The dish is traditional food in the South American country of Venezuela, and a very common dish in Eastern coastal areas. Its popularity may be attributed to how it is both sweet and salty, its famous gourmet flavoring. The pie looks, and is constructed, like a lasagna.

==Preparation==
The pie is made from stingray/manta ray and plantains. However, in areas where it isn't easy to find rays, Venezuelans will use a different kind of flat fish to create the dish, like dogfish or small sharks (like the Mexican pan de cazón). The dish often also contains various vegetables and spices, cheese, and molasses.

The ray or fish is shredded to make the pie, giving it a distinct texture. The ingredients are fried to make the pie.

==History==
Though having a strong local tradition and identity, the dish has only been in existence since the 1980s. Also, whilst common all year round it is typically an Easter or Lent meal.

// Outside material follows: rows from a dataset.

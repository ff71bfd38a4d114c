//! Booking entity

use sea_orm::entity::prelude::*;
use serde::{Deserialize, Serialize};

#[derive(Clone, Debug, PartialEq, DeriveEntityModel, Serialize, Deserialize)]
#[sea_orm(table_name = "bookings")]
pub struct Model {
    #[sea_orm(primary_key)]
    pub id: i32,

    pub driver_id: String,
    pub station_id: String,
    pub battery_model_id: String,

    pub booking_time: DateTimeUtc,
    pub scheduled_time: DateTimeUtc,

    /// PER_SWAP or PACKAGE
    pub payment_type: String,

    /// Subscription drawn on when payment_type is PACKAGE
    #[sea_orm(nullable)]
    pub package_id: Option<i32>,

    #[sea_orm(nullable)]
    pub payment_id: Option<String>,

    pub is_paid: bool,

    #[sea_orm(nullable)]
    pub notes: Option<String>,

    /// PENDING, CONFIRM, SUCCESS, CANCEL
    pub status: String,

    pub created_at: DateTimeUtc,
    pub updated_at: DateTimeUtc,
}

#[derive(Copy, Clone, Debug, EnumIter, DeriveRelation)]
pub enum Relation {
    #[sea_orm(has_one = "super::swap_transaction::Entity")]
    SwapTransaction,
}

impl Related<super::swap_transaction::Entity> for Entity {
    fn to() -> RelationDef {
        Relation::SwapTransaction.def()
    }
}

impl ActiveModelBehavior for ActiveModel {}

A chef famous for making the dish is Rubén Santiago.

In 2011 a short animated film was released, called Hoy no se hace pastel de chucho (English: No Stingray Pie for Dinner Tonight). The film focuses on an ecological message encouraging the people of Margarita and Nueva Esparta to stop hunting stingrays for food.

There are usually stingray pies at the Margarita Gastronomy Festival, and in 2013 the festival organised an attempt to cook the largest ever pie; this was denounced by environmentalist groups.